By East European standards, Hungary has already worked economic miracles. The shops are filled with a variety and quality of foods and consumer goods unavailable in the Soviet Union and most of the rest of Eastern Europe, where long, dreary lines for scarce and shabby goods are the rule.

Lines Only at Cashier

“The only lines in Hungary are at the cashier,” observed one Western diplomat.

Aging but still vigorous, Kadar, who will be 73 on May 26, has presided over Hungary since the Soviet army crushed a nationwide anti-Communist uprising in 1956. Although he was installed in power by Soviet tanks, Kadar has won a broad measure of popular support over the years as he managed to defy Marxist-Leninist ideology with his economic reforms without alarming the Kremlin or deviating from its foreign policy.

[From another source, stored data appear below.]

use jsonwebtoken::{decode, DecodingKey, Validation};
use serde::{Deserialize, Serialize};
use actix_web::web;
use actix_web::HttpMessage;
use actix_web::{HttpRequest, dev::ServiceRequest};
use actix_web_httpauth::extractors::bearer::BearerAuth;
use strum::{AsRefStr, Display, EnumString};
use crate::error::{ApiError, ApiResult};

// ======== STAFF ROLE ========

/// Role of an authenticated staff member. Each role keeps its accounts in
/// its own table.
#[derive(Debug, Clone, Copy, PartialEq, Eq, Hash, Serialize, Deserialize, EnumString, Display, AsRefStr)]
#[serde(rename_all = "snake_case")]
#[strum(serialize_all = "snake_case", ascii_case_insensitive)]
pub enum StaffRole {
    Admin,
    Hod,
    LabIncharge,
    LabAssistant,
}

impl StaffRole {
    pub fn as_str(&self) -> &str {
        self.as_ref()
    }

    pub const fn table(&self) -> &'static str {
        match self {
            StaffRole::Admin => "admins",
            StaffRole::Hod => "hods",
            StaffRole::LabIncharge => "lab_incharges",
            StaffRole::LabAssistant => "lab_assistants",
        }
    }

    /// Column of `lab_staff` that names an account of this role, if any
    pub const fn assignment_email_column(&self) -> Option<&'static str> {
        match self {
            StaffRole::LabIncharge => Some("incharge_email"),
            StaffRole::LabAssistant => Some("assistant_email"),
            StaffRole::Admin | StaffRole::Hod => None,
        }
    }

    pub fn display_name(&self) -> &'static str {
        match self {
            StaffRole::Admin => "Administrator",
            StaffRole::Hod => "Head of Department",
            StaffRole::LabIncharge => "Lab In-charge",
            StaffRole::LabAssistant => "Lab Assistant",
        }
    }

    // ======== LAB PERMISSIONS ========
    pub fn can_provision_labs(&self) -> bool {
        matches!(self, StaffRole::Admin)
    }

    // ======== REQUEST PERMISSIONS ========
    pub fn can_report_problems(&self) -> bool {
        matches!(self, StaffRole::LabIncharge | StaffRole::LabAssistant)
    }

    pub fn can_progress_requests(&self) -> bool {
        matches!(self, StaffRole::Admin | StaffRole::Hod | StaffRole::LabIncharge)
    }

    pub fn can_review_requests(&self) -> bool {
        matches!(self, StaffRole::Admin)
    }

    // ======== DEAD STOCK PERMISSIONS ========
    pub fn can_decide_deadstock(&self) -> bool {
        matches!(self, StaffRole::Admin)
    }

    // ======== SYSTEM PERMISSIONS ========
    pub fn can_manage_staff(&self) -> bool {
        matches!(self, StaffRole::Admin)
    }

    pub fn all_roles() -> [Self; 4] {
        [StaffRole::Admin, StaffRole::Hod, StaffRole::LabIncharge, StaffRole::LabAssistant]
    }
}

// ======== CLAIMS ========

/// Claims of a token minted by the external credential service
#[derive(Debug, Clone, Serialize, Deserialize)]
pub struct Claims {
    pub sub: String, // staff id within the role table
    pub name: String,
    pub role: StaffRole,
    pub exp: i64,
    pub iat: i64,
}

impl Claims {
    pub fn staff_id(&self) -> ApiResult<i64> {
        self.sub
            .parse::<i64>()
            .map_err(|_| ApiError::Unauthorized("Malformed token subject".to_string()))
    }

    pub fn is_admin(&self) -> bool {
        self.role == StaffRole::Admin
    }
}

// ======== AUTH SERVICE ========

pub struct AuthService {
    decoding_key: DecodingKey,
    #[cfg(test)]
    encoding_key: jsonwebtoken::EncodingKey,
}

impl AuthService {
    pub fn new(jwt_secret: &str) -> Self {
        Self {
            decoding_key: DecodingKey::from_secret(jwt_secret.as_bytes()),
            #[cfg(test)]
            encoding_key: jsonwebtoken::EncodingKey::from_secret(jwt_secret.as_bytes()),
        }
    }

    pub fn verify_token(&self, token: &str) -> ApiResult<Claims> {
        let validation = Validation::default();
        decode::<Claims>(token, &self.decoding_key, &validation)
            .map(|data| data.claims)
            .map_err(|err| {
                match err.kind() {
                    jsonwebtoken::errors::ErrorKind::ExpiredSignature =>
                        ApiError::Unauthorized("Token expired".to_string()),
                    jsonwebtoken::errors::ErrorKind::InvalidToken =>
                        ApiError::Unauthorized("Invalid token".to_string()),
                    _ =>
                        ApiError::Unauthorized("Token verification failed".to_string()),
                }
            })
    }

    /// Mints a token the way the credential service does; tests only.
    #[cfg(test)]
    pub fn issue_token(&self, staff_id: i64, role: StaffRole) -> String {
        let now = chrono::Utc::now();
        let claims = Claims {
            sub: staff_id.to_string(),
            name: format!("{} {}", role.display_name(), staff_id),
            role,
            exp: (now + chrono::Duration::hours(1)).timestamp(),
            iat: now.timestamp(),
        };
        jsonwebtoken::encode(&jsonwebtoken::Header::default(), &claims, &self.encoding_key)
            .expect("token encoding")
    }
}

// ======== HELPER FUNCTIONS ========

pub fn get_current_user(req: &HttpRequest) -> ApiResult<Claims> {
    req.extensions()
        .get::<Claims>().cloned()
        .ok_or_else(|| ApiError::Unauthorized("No user information found".to_string()))
}

pub fn check_permission<F>(claims: &Claims, check: F) -> ApiResult<()>
where
    F: Fn(&StaffRole) -> bool,
{
    if check(&claims.role) {
        Ok(())
    } else {
        Err(ApiError::Forbidden("Insufficient permissions".to_string()))
    }
}

pub fn require_permission(req: &HttpRequest, permission_check: fn(&StaffRole) -> bool) -> ApiResult<Claims> {
    let claims = get_current_user(req)?;
    check_permission(&claims, permission_check)?;
    Ok(claims)
}

/// Staff-scoped paths may only be used by the staff member they name.
/// Admins may act on behalf of anyone.
pub fn ensure_acting_as(claims: &Claims, role: StaffRole, staff_id: i64) -> ApiResult<()> {
    if claims.is_admin() {
        return Ok(());
    }
    if claims.role == role && claims.staff_id()? == staff_id {
        Ok(())
    } else {
        Err(ApiError::Forbidden("Path identity does not match the authenticated staff member".to_string()))
    }
}

// ======== JWT MIDDLEWARE ========

pub async fn jwt_middleware(
    req: ServiceRequest,
    credentials: BearerAuth,
) -> Result<ServiceRequest, (actix_web::Error, ServiceRequest)> {
    let token = credentials.token();

    let auth_service = match req.app_data::<web::Data<std::sync::Arc<AuthService>>>() {
        Some(svc) => svc,
        None => {
            log::error!("AuthService not found in app data");
            return Err((
                ApiError::InternalServerError("Auth service not available".to_string()).into(),
                req,
            ));
        }
    };

    match auth_service.verify_token(token) {
        Ok(claims) => {
            req.extensions_mut().insert(claims);
            Ok(req)
        }
        Err(err) => {
            log::warn!("JWT verification failed: {}", err);
            Err((err.into(), req))
        }
    }
}

#[cfg(test)]
mod tests {
    use super::*;
    use std::str::FromStr;

    const SECRET: &str = "test_secret_key_with_32_characters!!";

    #[test]
    fn test_role_parsing_and_tables() {
        assert_eq!(StaffRole::from_str("lab_assistant").unwrap(), StaffRole::LabAssistant);
        assert_eq!(StaffRole::from_str("HOD").unwrap(), StaffRole::Hod);
        assert!(StaffRole::from_str("student").is_err());

        assert_eq!(StaffRole::LabIncharge.as_str(), "lab_incharge");
        assert_eq!(StaffRole::LabIncharge.table(), "lab_incharges");
        assert_eq!(StaffRole::LabAssistant.assignment_email_column(), Some("assistant_email"));
        assert_eq!(StaffRole::Hod.assignment_email_column(), None);
    }

    #[test]
    fn test_role_serde_matches_strum() {
        for role in StaffRole::all_roles() {
            let json = serde_json::to_value(role).unwrap();
            assert_eq!(json, role.to_string());
        }
    }

    #[test]
    fn test_token_round_trip() {
        let service = AuthService::new(SECRET);
        let token = service.issue_token(7, StaffRole::LabIncharge);
        let claims = service.verify_token(&token).unwrap();

        assert_eq!(claims.staff_id().unwrap(), 7);
        assert_eq!(claims.role, StaffRole::LabIncharge);
    }

    #[test]
    fn test_token_with_other_secret_is_rejected() {
        let token = AuthService::new(SECRET).issue_token(1, StaffRole::Admin);
        let other = AuthService::new("another_secret_key_with_32_characters");
        assert!(matches!(other.verify_token(&token), Err(ApiError::Unauthorized(_))));
    }

    #[test]
    fn test_acting_as() {
        let service = AuthService::new(SECRET);
        let assistant = service.verify_token(&service.issue_token(3, StaffRole::LabAssistant)).unwrap();
        let admin = service.verify_token(&service.issue_token(1, StaffRole::Admin)).unwrap();

        assert!(ensure_acting_as(&assistant, StaffRole::LabAssistant, 3).is_ok());
        assert!(matches!(
            ensure_acting_as(&assistant, StaffRole::LabAssistant, 4),
            Err(ApiError::Forbidden(_))
        ));
        assert!(matches!(
            ensure_acting_as(&assistant, StaffRole::LabIncharge, 3),
            Err(ApiError::Forbidden(_))
        ));
        assert!(ensure_acting_as(&admin, StaffRole::LabAssistant, 99).is_ok());
    }

    #[test]
    fn test_permissions() {
        assert!(StaffRole::Admin.can_provision_labs());
        assert!(!StaffRole::Hod.can_provision_labs());
        assert!(StaffRole::LabAssistant.can_report_problems());
        assert!(!StaffRole::Admin.can_report_problems());
        assert!(StaffRole::LabIncharge.can_progress_requests());
        assert!(!StaffRole::LabAssistant.can_progress_requests());
    }
}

The four-day party congress, which is to ratify the Kadar regime’s economic and social policies for the next five-year planning period, is the first in Eastern Europe since Mikhail S. Gorbachev, 55, became head of the Soviet party.

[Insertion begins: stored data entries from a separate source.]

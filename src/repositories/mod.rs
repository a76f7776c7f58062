// src/repositories/mod.rs
//! Stateful components over the shared pool. Each one owns its
//! transactional boundary and hands back committed results only.

use async_trait::async_trait;
use crate::auth::StaffRole;
use crate::error::ApiResult;
use crate::models::{NewStaffAccount, StaffAccount};

pub mod deadstock;
pub mod equipment;
pub mod labs;
pub mod notifications;
pub mod requests;
pub mod staff;

pub use deadstock::DeadstockLedger;
pub use equipment::EquipmentRegistry;
pub use labs::LabProvisioner;
pub use notifications::NotificationDispatcher;
pub use requests::RequestWorkflow;
pub use staff::RoleRepository;

/// Account storage for one staff role
#[async_trait]
pub trait StaffRepository: Send + Sync {
    /// Role whose table this repository reads and writes
    fn role(&self) -> StaffRole;

    /// Looks an account up by its login email
    async fn find_by_credential(&self, email: &str) -> ApiResult<Option<StaffAccount>>;

    /// Registers an account, hashing its password
    async fn create(&self, account: NewStaffAccount) -> ApiResult<StaffAccount>;

    async fn count(&self) -> ApiResult<i64>;
}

Hungarian officials and other East Europeans are privately expressing relief that the Kremlin now appears to be in the hands of a dynamic pragmatist--rather than a rigid ideologist--who seems to understand the need for economic reforms in the Soviet Bloc.

Hungary has encouraged the proliferation of small private enterprises to help provide goods and services that are taken for granted in the West but only dreamed of by millions in Eastern Europe.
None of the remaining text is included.